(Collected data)
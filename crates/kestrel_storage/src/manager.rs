//! Snapshot lifecycle manager.
//!
//! A single command channel feeds the manager; flush, rollback, merge, prune
//! and map updates are handled on that loop, so snapshot creation serialises
//! with everything that mutates the snapshot and waiter maps. Snapshot
//! requests from the scan side arrive on sharded channels served by their own
//! listener tasks. Within one flush, instances are bucketed across snapshot
//! workers that run concurrently and join before `SnapshotDone` is emitted.

use std::collections::HashMap;
use std::sync::atomic::Ordering;
use std::sync::Arc;
use std::time::{Duration, Instant};

use tokio::sync::{mpsc, oneshot};
use tokio::task::{JoinHandle, JoinSet};

use kestrel_common::consistency::{is_snapshot_consistent, Consistency};
use kestrel_common::error::ScanError;
use kestrel_common::timestamp::TsVector;
use kestrel_common::types::{IndexState, InstanceId, KeyspaceId, PartitionId, StreamId};
use kestrel_common::{KestrelError, KestrelResult};

use crate::bootstrap;
use crate::container::SnapshotContainer;
use crate::context::{CoreContext, InstanceMap, InstancePartitionMap, StreamRouting};
use crate::merge;
use crate::metadata::{encode_instance_map, MetaStore, INST_MAP_KEY};
use crate::notify::{NotifyFanout, SnapshotEvent};
use crate::rollback::{
    self, FailoverLogProvider, InstanceRollback,
};
use crate::slice::SliceStats;
use crate::snapshot::{IndexSnapshot, PartitionSnapshot, SliceSnapshot};
use crate::waiters::{SnapshotWaiter, WaiterContainer};

/// Commands accepted on the manager's command channel.
pub enum StorageCommand {
    FlushDone {
        stream: StreamId,
        keyspace: KeyspaceId,
        ts: TsVector,
        aborted: bool,
        has_all_stream_begins: bool,
    },
    Rollback {
        stream: StreamId,
        keyspace: KeyspaceId,
        rollback_ts: TsVector,
        session_id: u64,
    },
    UpdateInstanceMap {
        instances: InstanceMap,
    },
    UpdatePartitionMap {
        partitions: InstancePartitionMap,
    },
    UpdateKeyspaceStatsMap {
        stats: crate::stats::KeyspaceStatsMap,
    },
    MergeSnapshot {
        src: InstanceId,
        tgt: InstanceId,
        partitions: Vec<PartitionId>,
        done: oneshot::Sender<KestrelResult<()>>,
    },
    PruneSnapshot {
        inst: InstanceId,
        keep: Vec<PartitionId>,
        done: oneshot::Sender<KestrelResult<()>>,
    },
    /// Rebuild an instance's snapshot container from storage.
    UpdateSnapMap {
        inst: InstanceId,
        stream: StreamId,
        keyspace: KeyspaceId,
    },
    Compact {
        inst: InstanceId,
        partition: PartitionId,
        deadline: Instant,
        min_frag: f64,
        done: oneshot::Sender<KestrelResult<()>>,
    },
    GetStorageStats {
        instances: Vec<InstanceId>,
        consumer_filter: u64,
        reply: oneshot::Sender<Vec<InstanceStorageStats>>,
    },
    ConfigUpdate {
        config: kestrel_common::config::CoreConfig,
    },
    RecoveryDone,
    Shutdown,
}
//! Snapshot merge and prune.
//!
//! When partitioned index instances are re-homed, the snapshots of the moved
//! partitions are spliced from a source instance into a target, or a subset
//! of partitions is dropped, without disturbing in-flight scans: every kept
//! slice snapshot takes an extra reference before the composite is published,
//! and the source snapshot is left untouched (its references fall when the
//! source instance is deleted).

use std::sync::Arc;

use kestrel_common::error::StorageError;
use kestrel_common::types::{InstanceId, PartitionId};
use kestrel_common::KestrelResult;

use crate::container::SnapshotContainer;
use crate::context::CoreContext;
use crate::snapshot::IndexSnapshot;

/// Build the composite snapshot for `Merge(src → tgt, partitions)`.
///
/// Returns the snapshot to publish as the target's new current. Precondition
/// violations are fatal to the operation and reported as `MergeFailed`.
pub fn merge_snapshots(
    ctx: &CoreContext,
    src_id: InstanceId,
    tgt_id: InstanceId,
    partitions: &[PartitionId],
) -> KestrelResult<Option<IndexSnapshot>> {
    let snap_map = ctx.snapshots();
    let Some(src_c) = snap_map.get(&src_id) else {
        // Nothing to merge from; treated as a no-op like a vanished proxy.
        tracing::info!(src = %src_id, tgt = %tgt_id, "merge source has no snapshot container, skipping");
        return Ok(None);
    };

    let Some(tgt_c) = snap_map.get(&tgt_id) else {
        // Target has no container yet: the source clone becomes the target's
        // first snapshot wholesale.
        let clone = src_c.with_current(|src, _| src.clone_snapshot());
        return Ok(Some(retarget(clone, tgt_id, ctx.next_snap_id())));
    };

    build_merged(src_c, tgt_c, src_id, tgt_id, partitions, ctx.next_snap_id()).map(Some)
}

fn build_merged(
    src_c: &Arc<SnapshotContainer>,
    tgt_c: &Arc<SnapshotContainer>,
    src_id: InstanceId,
    tgt_id: InstanceId,
    partitions: &[PartitionId],
    snap_id: u64,
) -> KestrelResult<IndexSnapshot> {
    src_c.with_current(|src, _| {
        tgt_c.with_current(|tgt, _| {
            // The source must be at least as fresh as the target, or splicing
            // its partitions in could lose acknowledged mutations.
            if !src.ts.equal_or_greater(&tgt.ts, false) {
                return Err(StorageError::MergeFailed(format!(
                    "timestamp mismatch between snapshots: source {src_id} behind target {tgt_id}"
                ))
                .into());
            }

            // An empty source tree means the keyspace saw no mutations; the
            // partition checks are meaningless in that case.
            if !src.partitions.is_empty() {
                let covered = partitions
                    .iter()
                    .filter(|p| src.partitions.contains_key(*p))
                    .count();
                if covered != partitions.len() || covered != src.partitions.len() {
                    return Err(StorageError::MergeFailed(format!(
                        "source {src_id} does not carry exactly the requested partitions {partitions:?}"
                    ))
                    .into());
                }

                for pid in src.partitions.keys() {
                    if tgt.partitions.contains_key(pid) {
                        return Err(StorageError::MergeFailed(format!(
                            "duplicate partition {pid} between source {src_id} and target {tgt_id}"
                        ))
                        .into());
                    }
                }
            }

            let mut merged = tgt.clone_snapshot();
            if !partitions.is_empty() {
                let moved = src.deep_clone(Some(partitions));
                for (pid, ps) in moved.partitions {
                    merged.partitions.insert(pid, ps);
                }
            }
            merged.snap_id = snap_id;
            Ok(merged)
        })
    })
}

/// Build the pruned snapshot for `Prune(inst, keep)`. An empty keep set is
/// legal and yields a snapshot with no partitions.
pub fn prune_snapshot(
    ctx: &CoreContext,
    inst_id: InstanceId,
    keep: &[PartitionId],
) -> Option<IndexSnapshot> {
    let snap_map = ctx.snapshots();
    let container = snap_map.get(&inst_id)?;
    let mut pruned = container.with_current(|cur, _| cur.deep_clone(Some(keep)));
    pruned.snap_id = ctx.next_snap_id();
    Some(pruned)
}

fn retarget(mut snap: IndexSnapshot, inst_id: InstanceId, snap_id: u64) -> IndexSnapshot {
    snap.inst_id = inst_id;
    snap.snap_id = snap_id;
    snap
}
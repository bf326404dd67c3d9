//! Observability setup: structured logging for embedding binaries and tests.

use tracing_subscriber::fmt;
use tracing_subscriber::prelude::*;
use tracing_subscriber::EnvFilter;

/// Initialize the global tracing subscriber with structured logging.
pub fn init_tracing() {
    let env_filter =
        EnvFilter::try_from_default_env().unwrap_or_else(|_| EnvFilter::new("info,kestrel=debug"));

    let fmt_layer = fmt::layer()
        .with_target(true)
        .with_thread_ids(true)
        .with_file(true)
        .with_line_number(true);

    tracing_subscriber::registry()
        .with(env_filter)
        .with(fmt_layer)
        .init();
}

/// Subscriber for tests: compact output, never panics on double init.
pub fn init_tracing_for_tests() {
    let _ = tracing_subscriber::registry()
        .with(EnvFilter::new("debug"))
        .with(fmt::layer().with_test_writer())
        .try_init();
}
//! Vector timestamps over the upstream virtual-bucket space.
//!
//! A [`TsVector`] carries one `(seqno, vbuuid)` pair per virtual bucket of
//! the upstream source, plus the snapshot type the flush that produced it was
//! tagged with. Comparison is componentwise on sequence numbers; vbuuids are
//! matched only where both sides pin one.

use serde::{Deserialize, Serialize};
use xxhash_rust::xxh3::xxh3_64;

use crate::types::KeyspaceId;

/// How the upstream tagged the snapshot boundary of a flushed batch.
#[derive(Debug, Clone, Copy, PartialEq, Eq, Serialize, Deserialize)]
pub enum SnapshotType {
    /// In-memory only; no storage snapshot owed.
    None,
    /// In-memory, out-of-sequence-order bulk load.
    NoneOso,
    /// Disk snapshot; storage commit required.
    Disk,
    /// Disk snapshot from an out-of-sequence-order bulk load.
    DiskOso,
    /// Commit forced regardless of flush contents.
    ForceCommit,
    /// Commit forced as part of a partition merge.
    ForceCommitMerge,
}

impl SnapshotType {
    /// True when the storage engine must commit before the snapshot is usable.
    pub fn needs_commit(&self) -> bool {
        matches!(self, SnapshotType::Disk | SnapshotType::DiskOso)
    }

    pub fn is_force_commit(&self) -> bool {
        matches!(self, SnapshotType::ForceCommit | SnapshotType::ForceCommitMerge)
    }

    /// True for snapshot types that skip snapshot creation entirely.
    pub fn is_no_snap(&self) -> bool {
        matches!(self, SnapshotType::None | SnapshotType::NoneOso)
    }

    /// Out-of-sequence-order snapshots are never valid rollback targets.
    pub fn is_oso(&self) -> bool {
        matches!(self, SnapshotType::NoneOso | SnapshotType::DiskOso)
    }
}

/// Fixed-width vector of `(seqno, vbuuid)` pairs over the virtual buckets of
/// one keyspace.
#[derive(Debug, Clone, PartialEq, Eq, Serialize, Deserialize)]
pub struct TsVector {
    pub keyspace: KeyspaceId,
    pub seqnos: Vec<u64>,
    pub vbuuids: Vec<u64>,
    pub snap_type: SnapshotType,
    /// Hash of the vbuuid vector; recorded before a snapshot is published so
    /// readers can detect branch divergence cheaply.
    pub crc64: u64,
    /// Set when the timestamp predates collection manifests and the manifest
    /// position must be treated as epoch.
    pub epoch_manifest: bool,
}

impl TsVector {
    /// A zero timestamp over `num_vbuckets` slots. The zero vector hashes to
    /// crc64 == 0 by convention (an epoch nil snapshot is recognizable).
    pub fn new(keyspace: KeyspaceId, num_vbuckets: usize) -> Self {
        TsVector {
            keyspace,
            seqnos: vec![0; num_vbuckets],
            vbuuids: vec![0; num_vbuckets],
            snap_type: SnapshotType::None,
            crc64: 0,
            epoch_manifest: false,
        }
    }

    pub fn num_vbuckets(&self) -> usize {
        self.seqnos.len()
    }

    /// Hash of the vbuuid vector. Zero for an all-zero vector.
    pub fn hash_vbuuids(&self) -> u64 {
        if self.vbuuids.iter().all(|v| *v == 0) {
            return 0;
        }
        let mut buf = Vec::with_capacity(self.vbuuids.len() * 8);
        for v in &self.vbuuids {
            buf.extend_from_slice(&v.to_le_bytes());
        }
        xxh3_64(&buf)
    }

    /// Recompute and store `crc64` from the current vbuuid vector.
    pub fn compute_crc64(&mut self) {
        self.crc64 = self.hash_vbuuids();
    }

    /// Componentwise `self >= other` on sequence numbers. When
    /// `match_vbuuids` is set, slots where both sides carry a non-zero vbuuid
    /// must agree.
    pub fn equal_or_greater(&self, other: &TsVector, match_vbuuids: bool) -> bool {
        if self.seqnos.len() != other.seqnos.len() {
            return false;
        }
        for i in 0..self.seqnos.len() {
            if self.seqnos[i] < other.seqnos[i] {
                return false;
            }
            if match_vbuuids
                && other.vbuuids[i] != 0
                && self.vbuuids[i] != 0
                && self.vbuuids[i] != other.vbuuids[i]
            {
                return false;
            }
        }
        true
    }

    /// Pointwise `self >= other` with at least one strictly greater slot.
    pub fn greater_than(&self, other: &TsVector) -> bool {
        if self.seqnos.len() != other.seqnos.len() {
            return false;
        }
        let mut strict = false;
        for i in 0..self.seqnos.len() {
            if self.seqnos[i] < other.seqnos[i] {
                return false;
            }
            if self.seqnos[i] > other.seqnos[i] {
                strict = true;
            }
        }
        strict
    }

    /// Seqno and vbuuid vectors both equal.
    pub fn equal(&self, other: &TsVector) -> bool {
        self.seqnos == other.seqnos && self.vbuuids == other.vbuuids
    }

    /// True when any slot carries a zero sequence number, i.e. the upstream
    /// asked for a complete rewind of at least one virtual bucket.
    pub fn has_zero_seq_num(&self) -> bool {
        self.seqnos.iter().any(|s| *s == 0)
    }

    /// Flag the manifest position as epoch when nothing set it.
    pub fn set_epoch_manifest_if_empty(&mut self) {
        if !self.epoch_manifest {
            self.epoch_manifest = true;
        }
    }
}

__Work to be completed__. Filter the records down to the lines that contain the string "NoneOso", and copy those lines.

__Response box__.
    NoneOso,
        matches!(self, SnapshotType::None | SnapshotType::NoneOso)
        matches!(self, SnapshotType::NoneOso | SnapshotType::DiskOso)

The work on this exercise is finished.